* SOURCE MATERIAL *
:::

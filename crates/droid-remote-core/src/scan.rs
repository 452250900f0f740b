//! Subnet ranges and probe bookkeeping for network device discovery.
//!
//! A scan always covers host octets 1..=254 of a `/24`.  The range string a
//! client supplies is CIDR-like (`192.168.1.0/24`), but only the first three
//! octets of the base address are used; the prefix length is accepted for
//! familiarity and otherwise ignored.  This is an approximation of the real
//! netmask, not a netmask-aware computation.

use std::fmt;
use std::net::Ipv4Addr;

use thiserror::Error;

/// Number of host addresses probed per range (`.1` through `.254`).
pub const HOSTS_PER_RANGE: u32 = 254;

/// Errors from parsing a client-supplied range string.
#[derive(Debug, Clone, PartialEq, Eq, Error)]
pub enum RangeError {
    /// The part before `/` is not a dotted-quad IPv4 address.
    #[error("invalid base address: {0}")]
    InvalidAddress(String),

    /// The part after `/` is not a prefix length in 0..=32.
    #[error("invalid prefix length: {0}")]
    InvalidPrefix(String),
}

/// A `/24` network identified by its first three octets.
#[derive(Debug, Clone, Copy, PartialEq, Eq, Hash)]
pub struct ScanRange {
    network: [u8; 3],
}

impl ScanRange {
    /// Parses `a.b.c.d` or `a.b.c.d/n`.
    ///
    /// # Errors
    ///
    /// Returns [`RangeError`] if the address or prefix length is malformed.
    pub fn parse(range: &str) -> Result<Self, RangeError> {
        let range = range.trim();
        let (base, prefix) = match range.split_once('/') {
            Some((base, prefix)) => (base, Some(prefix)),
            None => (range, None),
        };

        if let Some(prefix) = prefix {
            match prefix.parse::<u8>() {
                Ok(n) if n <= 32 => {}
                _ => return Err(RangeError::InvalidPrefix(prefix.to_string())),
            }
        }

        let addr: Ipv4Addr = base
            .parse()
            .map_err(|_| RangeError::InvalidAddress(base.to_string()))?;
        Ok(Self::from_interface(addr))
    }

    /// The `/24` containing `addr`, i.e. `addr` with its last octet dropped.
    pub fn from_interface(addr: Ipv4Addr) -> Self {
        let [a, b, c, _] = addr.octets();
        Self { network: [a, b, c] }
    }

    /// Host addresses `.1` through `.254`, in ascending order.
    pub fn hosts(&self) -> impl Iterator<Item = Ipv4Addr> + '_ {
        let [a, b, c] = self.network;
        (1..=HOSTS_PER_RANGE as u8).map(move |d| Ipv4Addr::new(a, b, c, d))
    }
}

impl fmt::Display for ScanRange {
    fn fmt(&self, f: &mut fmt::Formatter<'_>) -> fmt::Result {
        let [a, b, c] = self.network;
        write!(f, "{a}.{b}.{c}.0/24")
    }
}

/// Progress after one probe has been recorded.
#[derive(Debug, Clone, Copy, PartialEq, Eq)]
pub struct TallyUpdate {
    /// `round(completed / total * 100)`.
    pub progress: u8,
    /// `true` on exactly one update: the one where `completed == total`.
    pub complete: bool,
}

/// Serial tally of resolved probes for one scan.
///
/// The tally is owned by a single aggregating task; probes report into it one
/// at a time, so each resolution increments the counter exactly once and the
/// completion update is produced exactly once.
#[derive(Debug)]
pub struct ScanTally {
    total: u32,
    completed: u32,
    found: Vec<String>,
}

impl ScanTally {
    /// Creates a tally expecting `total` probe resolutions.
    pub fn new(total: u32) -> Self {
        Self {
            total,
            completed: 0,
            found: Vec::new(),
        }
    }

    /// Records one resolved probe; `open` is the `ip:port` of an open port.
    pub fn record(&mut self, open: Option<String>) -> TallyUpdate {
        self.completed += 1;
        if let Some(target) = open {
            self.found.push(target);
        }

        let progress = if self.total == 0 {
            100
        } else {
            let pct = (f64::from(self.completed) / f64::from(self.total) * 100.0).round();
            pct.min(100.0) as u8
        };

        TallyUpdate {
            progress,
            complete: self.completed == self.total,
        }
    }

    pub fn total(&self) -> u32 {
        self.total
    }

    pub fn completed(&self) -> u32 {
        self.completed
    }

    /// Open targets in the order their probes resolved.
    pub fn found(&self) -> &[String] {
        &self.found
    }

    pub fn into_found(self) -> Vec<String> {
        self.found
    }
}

:::

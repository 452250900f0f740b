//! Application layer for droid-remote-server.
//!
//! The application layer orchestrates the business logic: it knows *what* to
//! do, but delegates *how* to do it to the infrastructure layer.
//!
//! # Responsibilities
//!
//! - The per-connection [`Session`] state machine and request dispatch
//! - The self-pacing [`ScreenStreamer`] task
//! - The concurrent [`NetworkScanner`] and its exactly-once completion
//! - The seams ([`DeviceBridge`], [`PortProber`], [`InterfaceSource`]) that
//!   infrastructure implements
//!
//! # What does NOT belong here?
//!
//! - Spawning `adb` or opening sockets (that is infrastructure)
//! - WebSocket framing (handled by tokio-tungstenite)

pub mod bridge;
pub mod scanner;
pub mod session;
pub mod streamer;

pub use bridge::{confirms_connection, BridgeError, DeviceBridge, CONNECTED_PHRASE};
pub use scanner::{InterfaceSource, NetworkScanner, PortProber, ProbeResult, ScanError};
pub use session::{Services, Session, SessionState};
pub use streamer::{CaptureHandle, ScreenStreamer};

:::

* ABOUT THIS TASK *
Would you copy, unchanged, the stretch of the records above that begins at the line containing "#[derive(Debug, Clone, Copy, PartialEq, Eq)]" and ends at the line containing "into it one", and only that?

* ANSWER BOX *
#[derive(Debug, Clone, Copy, PartialEq, Eq)]
pub struct TallyUpdate {
    /// `round(completed / total * 100)`.
    pub progress: u8,
    /// `true` on exactly one update: the one where `completed == total`.
    pub complete: bool,
}

/// Serial tally of resolved probes for one scan.
///
/// The tally is owned by a single aggregating task; probes report into it one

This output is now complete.